その瞳に涙 ― 冷たい上司の甘い恋人 ―
私と結婚したことで、広沢くんのほうは周りからいろいろと冷やかされていたけれど、これまで職場でどんなときも基本的に無表情という鉄壁を作ってきた私を冷やかそうとするような強者はいなかった。
気になりながらも、みんな私に対しては一歩引いて核心を突いてこない。
それはそれで多少複雑な気持ちもしたけれど、広沢くんが支社を離れてからも、私はこれまでと変わらず仕事を続けることができた。
平日はお互いにそれぞれ別の場所で仕事をして、土日に広沢くんが住むマンションに会いに行ったり、彼が私のところに来たりする。

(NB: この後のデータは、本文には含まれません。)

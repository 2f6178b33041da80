use std::num::ParseFloatError;
use thiserror::Error;

#[derive(Error, Debug)]
pub enum TilingError {
    #[error("height sample ({row}, {col}) is outside of the {rows}x{cols} field")]
    OutOfRange {
        row: u32,
        col: u32,
        rows: u32,
        cols: u32,
    },
    #[error("ragged raster input: row {row} has {length} samples, expected {expected}")]
    MalformedInput {
        row: usize,
        length: usize,
        expected: usize,
    },
    #[error(
        "tile ({row_index}, {col_index}) needs samples up to ({row_end}, {col_end}), \
         but the field is {rows}x{cols}"
    )]
    WindowOutOfBounds {
        row_index: u32,
        col_index: u32,
        row_end: u32,
        col_end: u32,
        rows: u32,
        cols: u32,
    },
    #[error("tessellation requires a square window, got {width}x{height}")]
    InvalidWindowShape { width: u32, height: u32 },
    #[error("decimation stopped at a ratio of {achieved}, requested {target}")]
    DecimationFailure { achieved: f32, target: f32 },
    #[error("tile {0} has already been simplified")]
    AlreadySimplified(String),
    #[error("invalid configuration: {0}")]
    InvalidConfiguration(&'static str),
    #[error("io error")]
    Io(#[from] std::io::Error),
    #[error("parse error")]
    Parse(#[from] ParseFloatError),
    #[error("tiff error")]
    Tiff(#[from] tiff::TiffError),
}

pub type TilingResult<T> = Result<T, TilingError>;
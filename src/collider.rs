use crate::{
    result::{TilingError, TilingResult},
    tessellate::TileMesh,
    tile::TerrainTile,
};
use glam::Vec3;
use serde::{Deserialize, Serialize};
use std::{
    cmp::Ordering,
    collections::{BinaryHeap, HashMap},
};

/// Appended to the source tile's name; consumers group colliders by it.
/// Never parsed back, the [`TerrainTile::collider`] tag carries the state.
pub const COLLIDER_SUFFIX: &str = "_collider";

#[derive(Debug, Clone, Copy, PartialEq, Serialize, Deserialize)]
pub struct ColliderConfig {
    /// Fraction of triangles the collider retains.
    pub target_ratio: f32,
    /// Fail on re-simplification instead of silently returning the input.
    pub strict: bool,
}

impl Default for ColliderConfig {
    fn default() -> Self {
        Self {
            target_ratio: 0.05,
            strict: false,
        }
    }
}

/// Derives a decimated collider proxy co-located with the source tile.
///
/// Boundary vertices keep their exact positions, so the seams shared with
/// neighbouring tiles stay aligned.
pub fn simplify(tile: &TerrainTile, config: &ColliderConfig) -> TilingResult<TerrainTile> {
    if !(config.target_ratio > 0.0 && config.target_ratio <= 1.0) {
        return Err(TilingError::InvalidConfiguration(
            "collider target ratio must lie in (0, 1]",
        ));
    }

    if tile.collider {
        if config.strict {
            return Err(TilingError::AlreadySimplified(tile.name.clone()));
        }
        return Ok(tile.clone());
    }

    let mesh = Decimator::new(&tile.mesh).run(config.target_ratio)?;

    Ok(TerrainTile {
        name: format!("{}{}", tile.name, COLLIDER_SUFFIX),
        mesh,
        placement: tile.placement,
        collider: true,
    })
}

/// A collapse of `from` onto the position of `to`.
struct Candidate {
    cost: f32,
    from: u32,
    to: u32,
    /// Neighbourhood stamp of `from` at push time; a mismatch at pop time
    /// means the cost is stale.
    stamp: u64,
}

impl PartialEq for Candidate {
    fn eq(&self, other: &Self) -> bool {
        self.cmp(other) == Ordering::Equal
    }
}

impl Eq for Candidate {}

impl PartialOrd for Candidate {
    fn partial_cmp(&self, other: &Self) -> Option<Ordering> {
        Some(self.cmp(other))
    }
}

impl Ord for Candidate {
    fn cmp(&self, other: &Self) -> Ordering {
        // Reversed, so the max-heap pops the cheapest collapse first.
        other.cost.total_cmp(&self.cost)
    }
}

/// Greedy half-edge collapse. Interior vertices collapse onto a neighbour;
/// surviving vertices never move, which keeps the tile boundary exact.
struct Decimator {
    positions: Vec<Vec3>,
    triangles: Vec<[u32; 3]>,
    alive: Vec<bool>,
    /// Alive triangles incident to each vertex.
    incident: Vec<Vec<u32>>,
    boundary: Vec<bool>,
    collapsed: Vec<bool>,
    stamps: Vec<u64>,
    live_triangles: usize,
    heap: BinaryHeap<Candidate>,
}

impl Decimator {
    fn new(mesh: &TileMesh) -> Self {
        let vertex_count = mesh.vertices.len();
        let triangle_count = mesh.triangles.len();

        let mut incident = vec![Vec::new(); vertex_count];
        let mut edges = HashMap::new();

        for (triangle_id, triangle) in mesh.triangles.iter().enumerate() {
            for (a, b) in triangle_edges(triangle) {
                incident[a as usize].push(triangle_id as u32);
                *edges.entry((a.min(b), a.max(b))).or_insert(0u32) += 1;
            }
        }

        let mut boundary = vec![false; vertex_count];
        for (&(a, b), &count) in &edges {
            if count == 1 {
                boundary[a as usize] = true;
                boundary[b as usize] = true;
            }
        }

        let mut decimator = Self {
            positions: mesh.vertices.clone(),
            triangles: mesh.triangles.clone(),
            alive: vec![true; triangle_count],
            incident,
            boundary,
            collapsed: vec![false; vertex_count],
            stamps: vec![0; vertex_count],
            live_triangles: triangle_count,
            heap: BinaryHeap::new(),
        };

        for vertex in 0..vertex_count as u32 {
            decimator.push_candidates(vertex);
        }

        decimator
    }

    fn run(mut self, target_ratio: f32) -> TilingResult<TileMesh> {
        let original = self.live_triangles;
        let target = (original as f32 * target_ratio).floor() as usize;

        while self.live_triangles > target {
            let Some(candidate) = self.heap.pop() else {
                return Err(TilingError::DecimationFailure {
                    achieved: self.live_triangles as f32 / original as f32,
                    target: target_ratio,
                });
            };

            if self.valid(&candidate) {
                self.collapse(candidate.from, candidate.to);
            }
        }

        Ok(self.into_mesh())
    }

    fn valid(&self, candidate: &Candidate) -> bool {
        !self.collapsed[candidate.from as usize]
            && !self.collapsed[candidate.to as usize]
            && self.stamps[candidate.from as usize] == candidate.stamp
            && self.edge_exists(candidate.from, candidate.to)
            && !self.flips_a_triangle(candidate.from, candidate.to)
    }

    fn edge_exists(&self, from: u32, to: u32) -> bool {
        self.incident[from as usize]
            .iter()
            .any(|&triangle| self.triangles[triangle as usize].contains(&to))
    }

    /// A collapse must not turn any surviving triangle over; a non-positive
    /// projected normal also covers the degenerate (collinear) case.
    fn flips_a_triangle(&self, from: u32, to: u32) -> bool {
        self.incident[from as usize].iter().any(|&triangle| {
            let corners = self.triangles[triangle as usize];
            if corners.contains(&to) {
                return false; // dies with the collapse
            }

            let [a, b, c] = corners.map(|corner| {
                let corner = if corner == from { to } else { corner };
                self.positions[corner as usize]
            });

            (b - a).cross(c - a).z <= 0.0
        })
    }

    fn collapse(&mut self, from: u32, to: u32) {
        let star = std::mem::take(&mut self.incident[from as usize]);
        let mut touched = vec![to];

        for &triangle_id in &star {
            let corners = self.triangles[triangle_id as usize];

            for corner in corners {
                if corner != from && !touched.contains(&corner) {
                    touched.push(corner);
                }
            }

            if corners.contains(&to) {
                // Degenerates to a line once from and to coincide.
                self.alive[triangle_id as usize] = false;
                self.live_triangles -= 1;

                for corner in corners {
                    if corner != from {
                        self.incident[corner as usize].retain(|&other| other != triangle_id);
                    }
                }
            } else {
                for corner in &mut self.triangles[triangle_id as usize] {
                    if *corner == from {
                        *corner = to;
                    }
                }
                self.incident[to as usize].push(triangle_id);
            }
        }

        self.collapsed[from as usize] = true;

        // The stars of every touched vertex changed, so their cached collapse
        // costs are stale.
        for &vertex in &touched {
            self.stamps[vertex as usize] += 1;
        }
        for vertex in touched {
            self.push_candidates(vertex);
        }
    }

    fn push_candidates(&mut self, from: u32) {
        if self.boundary[from as usize] || self.collapsed[from as usize] {
            return;
        }

        let mut neighbours = Vec::new();
        for &triangle in &self.incident[from as usize] {
            for corner in self.triangles[triangle as usize] {
                if corner != from && !neighbours.contains(&corner) {
                    neighbours.push(corner);
                }
            }
        }

        for to in neighbours {
            self.heap.push(Candidate {
                cost: self.cost(from, to),
                from,
                to,
                stamp: self.stamps[from as usize],
            });
        }
    }

    /// Summed distance of the target position to the planes of the triangles
    /// around `from`; flat neighbourhoods collapse first.
    fn cost(&self, from: u32, to: u32) -> f32 {
        let step = self.positions[to as usize] - self.positions[from as usize];

        self.incident[from as usize]
            .iter()
            .map(|&triangle| {
                let [a, b, c] = self.triangles[triangle as usize]
                    .map(|corner| self.positions[corner as usize]);
                let normal = (b - a).cross(c - a).normalize_or_zero();

                normal.dot(step).abs()
            })
            .sum()
    }

    fn into_mesh(self) -> TileMesh {
        let mut remap = vec![u32::MAX; self.positions.len()];
        let mut vertices = Vec::new();
        let mut triangles = Vec::new();

        for (triangle, alive) in self.triangles.iter().zip(&self.alive) {
            if !alive {
                continue;
            }

            triangles.push(triangle.map(|corner| {
                if remap[corner as usize] == u32::MAX {
                    remap[corner as usize] = vertices.len() as u32;
                    vertices.push(self.positions[corner as usize]);
                }
                remap[corner as usize]
            }));
        }

        TileMesh {
            vertices,
            triangles,
        }
    }
}

fn triangle_edges(triangle: &[u32; 3]) -> [(u32, u32); 3] {
    let [a, b, c] = *triangle;
    [(a, b), (b, c), (c, a)]
}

無理なことではなかったけれど、仕事で疲れている週末に長距離を移動するのは予想以上にハードで。
週末婚でも我慢する、と言ったのは広沢くんだったけど、彼のほうが先に根をあげた。
「あー。やっぱり、毎日れーこさんの顔が見たいし、たまには『おかえり』って言って欲しい」
週末婚を初めて2ヶ月過ぎた頃。私を抱きしめた広沢くんに、甘えた声でそう言われて、その言葉がなんの違和感もなくすっと胸に落ちた。